Family business and coronavirus fears

By Dale G. Caldwell, Rothman Institute of Innovation and Entrepreneurship
New Jersey | Mar 17, 2020 at 6:00 am
Op-Ed

The coronavirus pandemic has impacted more lives than any other crisis in recent U.S. history. Tragically, this ailment has led to the death of some patients who were already suffering from an illness. Unfortunately, the damage to society extends beyond these deaths, because the panic about the virus has reached epic proportions. The stock market has had its worst slide since 1987. Multiple professional sports leagues have closed down for the first time in history. Broadway theaters have been closed and conferences in every state have been canceled. Consumer spending on travel and entertainment has dropped exponentially. Most people recognize that this crisis will have a negative impact on the economy. However, few people realize that coronavirus fears are having a devastating impact on a unique group of businesses that provide the most jobs in the country.

These businesses, which represent the biggest component of the global economy, have been overlooked by policy makers, ignored by politicians and rarely studied by economists. Family businesses, many of whom are being driven to the brink of failure by coronavirus fears, are suffering because they are “hidden in plain sight.” People spend a large percentage of their money with family businesses, yet they don’t know anything about them or even how they survive with small profit margins. More importantly, the proposed coronavirus relief measures proposed by Congress ignore the need to help family businesses continue to provide the majority of jobs in the United States.

A family business is generally defined as a company in which a single family has majority ownership of an enterprise. There are more than 5.5 million family businesses in the United States. These businesses are responsible for 57% of the country’s Gross Domestic Product and employ more than 98 million people, or 63% of the workforce. In New Jersey, there are approximately 155,700 family businesses accounting for more than 60% of the workforce, or 2.2 million jobs. Unfortunately, most family businesses are “mom-and-pop” enterprises that, because they receive very little tax and regulation relief, have very thin profit margins. These businesses are the largest employers in both the United States and New Jersey, yet their needs are rarely discussed in Washington or Trenton because they do not have the “extra” money that big businesses and unions have to hire influential lobbyists.
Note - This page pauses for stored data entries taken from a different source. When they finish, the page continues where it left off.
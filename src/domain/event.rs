use serde::{Deserialize, Serialize};

/// Seconds since the Unix epoch, as reported by the provider.
pub type Timestamp = f64;

/// One "stored" entry of the provider's event log.
#[derive(Debug, Clone, PartialEq, Serialize, Deserialize)]
pub struct Event {
    pub timestamp: Timestamp,
    #[serde(default)]
    pub storage: Option<StorageRef>,
}

#[derive(Debug, Clone, PartialEq, Serialize, Deserialize)]
pub struct StorageRef {
    pub url: String,
}

impl Event {
    pub fn storage_url(&self) -> Option<&str> {
        self.storage.as_ref().map(|s| s.url.as_str())
    }
}

#[derive(Debug, Clone, PartialEq, Serialize, Deserialize)]
pub struct Paging {
    pub next: String,
    pub last: String,
}

impl Paging {
    /// The provider signals end-of-data by pointing both cursors at the same page.
    pub fn is_exhausted(&self) -> bool {
        self.next == self.last
    }
}

#[derive(Debug, Clone, Deserialize)]
pub struct Page {
    #[serde(default)]
    pub items: Vec<Event>,
    pub paging: Paging,
}

/// Payload returned by an event's storage URL.
#[derive(Debug, Clone, Default, Deserialize)]
pub struct MessagePayload {
    #[serde(rename = "Message-Id")]
    pub message_id: Option<String>,
    #[serde(default)]
    pub subject: Option<String>,
    #[serde(rename = "body-mime", default)]
    pub body_mime: Option<String>,
}

#[derive(Debug, Clone, PartialEq)]
pub struct Message {
    pub message_id: String,
    pub subject: String,
    /// Full MIME source; empty when fetched in structured mode.
    pub raw_body: Vec<u8>,
}

impl MessagePayload {
    /// Returns `None` when the payload carries no message identifier.
    pub fn into_message(self) -> Option<Message> {
        let message_id = self.message_id?;
        Some(Message {
            message_id,
            subject: self.subject.unwrap_or_default(),
            raw_body: self.body_mime.map(String::into_bytes).unwrap_or_default(),
        })
    }
}

/// An event paired with the message it references.
#[derive(Debug, Clone, PartialEq)]
pub struct StoredMessage {
    pub event: Event,
    pub message: Message,
}
pub mod key_store;
pub mod prompt;
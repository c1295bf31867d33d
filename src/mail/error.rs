use thiserror::Error;

/// Failure of the initial event-log request.
///
/// Returned inside an `anyhow::Error`; callers that care can `downcast_ref`.
#[derive(Debug, Error, PartialEq)]
pub enum ProviderError {
    /// The provider answered with a JSON error body.
    #[error("provider rejected the request ({status}): {message}")]
    Api { status: u16, message: String },

    /// The provider answered with something we cannot interpret.
    #[error("unknown provider error (HTTP {status})")]
    Unknown { status: u16 },
}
Family businesses, because their margins are thin and they cannot afford staff turnover, treat employees better than more profitable companies because they cannot afford to lose employees. Many of these businesses pay a higher percentage of employee health care costs than big businesses and unions. Family businesses often treat employees like “family” and pay for medical bills and funeral expenses of the family members of employees. If the coronavirus fears continue, and there is no economic relief provided directly to family businesses, thousands of local businesses will close, millions of American jobs will be lost, and many individuals will be pushed into poverty.

The legislation that Congress is offering does a good job of guaranteeing free coronavirus testing, securing paid emergency leave for coronavirus-related absences, enhancing unemployment insurance, strengthening food security programs and increasing federal Medicaid funding to states. However, these provisions will not help family businesses losing revenue because of coronavirus fears continue to provide much needed jobs and health care to American employees. To address this major crisis, I believe that Gov. Phil Murphy’s administration and the New Jersey Legislature should develop “Family Business Recovery” initiatives that do the following three things:

  1. Provide tax credits to family and small businesses that hire new employees during the current pandemic emergency;
  2. Approve job retention loans to family and small businesses to prevent business failures and the laying off of employees;
  3. Establish a Family Business Certification (like veteran, women-owned and minority certifications) that identifies family-owned businesses where two or more family members work full-time in the business. This will identify businesses that can benefit from policies supporting the growth of the major job creators in the state.

The coronavirus is clearly a serious health emergency. However, coronavirus fears are causing significant damage to both the United States and New Jersey economies. When Wall Street “sneezes,” family business gets a “cold.” Now that Wall Street has a metaphorical “cold,” family businesses are getting “pneumonia.” If the government does not provide much-needed support directly to family businesses, the country and the state will be in the midst of an economic crisis for years to come, even if the coronavirus is contained.

Dale G. Caldwell is a professor and the executive director of the Fairleigh Dickinson University Rothman Institute of Innovation and Entrepreneurship.